Il fatto è che il teatro privato è abituato a reggersi sulle proprie gambe, cioè sui biglietti staccati al botteghino. Ma se i botteghini restano chiusi la ripartenza appare incerta e i costi per riavviare le attività saranno salati, a fronte di un probabile basso ritorno economico. Il rischio è amplificare fenomeni negativi conosciuti negli ultimi lustri.
Da una parte l’idea che per andare avanti si percorra la strada più facile, quella di una affannosa ricerca della approvazione del pubblico, anche quando va a discapito della qualità culturale. Dall’altra la tentazione di richiudersi nella torre d’avorio del cerebralismo a tutti i costi, un modo per cercare l’indulgenza della mano pubblica e coprire il disinteresse sostanziale, se non la incomprensione, del pubblico.
Eppure dovrebbe essere chiaro a tutti che la progressiva, strutturale riduzione delle risorse economiche destinate al teatro privato conduce dritto al restringimento degli spazi di libertà che il nostro settore garantisce nel Paese. Per cui il rilancio dei teatri privati italiani può passare solo da una idea forte di futuro. E il futuro dell’Italia sono i giovani. Le nuove generazioni storicamente più disposte di altre a esercitare quella libertà di critica e creativa che fa maturare una società.

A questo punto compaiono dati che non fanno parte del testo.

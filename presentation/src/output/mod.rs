//! Output rendering

pub mod console;
pub mod stream;
//! reqwest-based backend client.

use super::wire::{CompletionResponse, ContextListResponse, CreateContextResponse, ErrorBody};
use async_trait::async_trait;
use futures::StreamExt;
use ragdash_application::{
    BackendError, BackendRequest, ByteStream, Completion, ContextRepository, HealthSource,
    StreamingBackend,
};
use ragdash_domain::util::truncate_str;
use ragdash_domain::{ContextDocument, ContextDraft, HealthReport};
use reqwest::{Client, Response, Url};
use serde::de::DeserializeOwned;
use std::time::Duration;
use tracing::{debug, trace};

const CONTEXT_PATH: &str = "/api/context";
const MOCK_DATA_PATH: &str = "/api/context/create_mock_data";
const HEALTH_PATH: &str = "/health/status";

/// Longest error body quoted in an [`BackendError::HttpStatus`] message.
const MAX_ERROR_BODY: usize = 512;

/// Client for the dashboard backend's REST API.
///
/// Only the connect phase is timed out. Streaming responses may legitimately
/// stay open for a long time while the model generates.
#[derive(Debug, Clone)]
pub struct HttpBackend {
    client: Client,
    base_url: String,
}

impl HttpBackend {
    pub fn new(base_url: impl Into<String>) -> Result<Self, BackendError> {
        Self::with_connect_timeout(base_url, None)
    }

    pub fn with_connect_timeout(
        base_url: impl Into<String>,
        connect_timeout: Option<Duration>,
    ) -> Result<Self, BackendError> {
        let mut builder = Client::builder();
        if let Some(timeout) = connect_timeout {
            builder = builder.connect_timeout(timeout);
        }
        let client = builder
            .build()
            .map_err(|e| BackendError::Network(format!("Failed to build HTTP client: {}", e)))?;

        Ok(Self {
            client,
            base_url: base_url.into().trim_end_matches('/').to_string(),
        })
    }

    pub fn base_url(&self) -> &str {
        &self.base_url
    }

    fn url(&self, path: &str) -> String {
        format!("{}{}", self.base_url, path)
    }

    /// `{base}/api/context/{id}` with `id` escaped as a single path segment.
    fn context_url(&self, id: &str) -> Result<Url, BackendError> {
        let mut url = Url::parse(&self.url(CONTEXT_PATH))
            .map_err(|e| BackendError::Network(format!("Invalid API base URL: {}", e)))?;
        url.path_segments_mut()
            .map_err(|_| BackendError::Network("API base URL cannot hold a path".to_string()))?
            .push(id);
        Ok(url)
    }

    /// Pass successful responses through; turn anything else into
    /// [`BackendError::HttpStatus`].
    async fn check_status(response: Response) -> Result<Response, BackendError> {
        let status = response.status();
        if status.is_success() {
            return Ok(response);
        }

        let body = response.text().await.unwrap_or_default();
        let message = match serde_json::from_str::<ErrorBody>(&body) {
            Ok(error) => error.message(),
            Err(_) if body.trim().is_empty() => status
                .canonical_reason()
                .unwrap_or("request failed")
                .to_string(),
            Err(_) => truncate_str(body.trim(), MAX_ERROR_BODY).to_string(),
        };

        debug!("Backend returned {}: {}", status, message);
        Err(BackendError::HttpStatus {
            status: status.as_u16(),
            message,
        })
    }

    async fn read_json<T: DeserializeOwned>(response: Response) -> Result<T, BackendError> {
        Self::check_status(response)
            .await?
            .json::<T>()
            .await
            .map_err(map_reqwest_error)
    }

    /// Send and discard the body of a successful response.
    async fn expect_success(request: reqwest::RequestBuilder) -> Result<(), BackendError> {
        let response = request.send().await.map_err(map_reqwest_error)?;
        Self::check_status(response).await.map(|_| ())
    }
}

/// Classify a reqwest failure by the phase it happened in.
fn map_reqwest_error(error: reqwest::Error) -> BackendError {
    if error.is_decode() {
        BackendError::InvalidResponse(error.to_string())
    } else if error.is_body() {
        BackendError::StreamRead(error.to_string())
    } else {
        BackendError::Network(error.to_string())
    }
}

#[async_trait]
impl StreamingBackend for HttpBackend {
    async fn open_stream(&self, request: &BackendRequest) -> Result<ByteStream, BackendError> {
        let url = self.url(request.path);
        debug!("POST {} (streaming)", url);

        let response = self
            .client
            .post(&url)
            .json(&request.body)
            .send()
            .await
            .map_err(map_reqwest_error)?;
        let response = Self::check_status(response).await?;

        let stream = response.bytes_stream().map(|chunk| match chunk {
            Ok(bytes) => {
                trace!("Received {} bytes", bytes.len());
                Ok(bytes.to_vec())
            }
            Err(e) => Err(BackendError::StreamRead(e.to_string())),
        });
        Ok(stream.boxed())
    }

    async fn complete(&self, request: &BackendRequest) -> Result<Completion, BackendError> {
        let url = self.url(request.path);
        debug!("POST {}", url);

        let response = self
            .client
            .post(&url)
            .json(&request.body)
            .send()
            .await
            .map_err(map_reqwest_error)?;
        let body: CompletionResponse = Self::read_json(response).await?;
        body.into_completion()
    }
}

#[async_trait]
impl ContextRepository for HttpBackend {
    async fn list(&self) -> Result<Vec<ContextDocument>, BackendError> {
        let response = self
            .client
            .get(self.url(CONTEXT_PATH))
            .send()
            .await
            .map_err(map_reqwest_error)?;
        let list: ContextListResponse = Self::read_json(response).await?;
        Ok(list.contexts.into_iter().map(Into::into).collect())
    }

    async fn create(&self, draft: &ContextDraft) -> Result<String, BackendError> {
        let response = self
            .client
            .post(self.url(CONTEXT_PATH))
            .json(draft)
            .send()
            .await
            .map_err(map_reqwest_error)?;
        let created: CreateContextResponse = Self::read_json(response).await?;
        Ok(created.id)
    }

    async fn update(&self, id: &str, draft: &ContextDraft) -> Result<(), BackendError> {
        let url = self.context_url(id)?;
        Self::expect_success(self.client.put(url).json(draft)).await
    }

    async fn delete(&self, id: &str) -> Result<(), BackendError> {
        let url = self.context_url(id)?;
        Self::expect_success(self.client.delete(url)).await
    }

    async fn seed_mock_data(&self) -> Result<(), BackendError> {
        Self::expect_success(self.client.post(self.url(MOCK_DATA_PATH))).await
    }
}

#[async_trait]
impl HealthSource for HttpBackend {
    async fn status(&self) -> Result<HealthReport, BackendError> {
        let response = self
            .client
            .get(self.url(HEALTH_PATH))
            .send()
            .await
            .map_err(map_reqwest_error)?;
        Self::read_json(response).await
    }
}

Gli interventi per ripartire dovrebbero quindi premiare chi inizia a calcare le scene. Valorizzare la qualità, chi si impegna nella ricerca teatrale contemporanea, chi ogni anno fa debuttare giovani registi e giovani attori. Solo così riusciremo a riequilibrare le sperequazioni nella distribuzione dei fondi, evitare i fenomeni degenerativi, riavvicinare i giovani al teatro e insieme a loro allargare le reti di comunità. Nel caso di UTR, tutto questo va calato nella realtà del teatro romano.
Il rilancio della Capitale d’Italia è un passo inevitabile. A Roma non mancano i giovani. I teatri privati possono essere integrati in un grande piano di rigenerazione urbana, che tenga insieme mondo della cultura, scuole e università, turismo. Il risultato sarà più inclusione, opportunità professionali, pari opportunità, cura e benessere sociale.
Dobbiamo creare questo circolo virtuoso per ridare uno spazio di libertà ai giovani e fare delle nuove generazioni il perno del rilancio del teatro privato. Se queste saranno le basi di un’azione condivisa, siamo pronti a sedere ai tavoli istituzionali per trovare soluzioni nuove a mali antichi.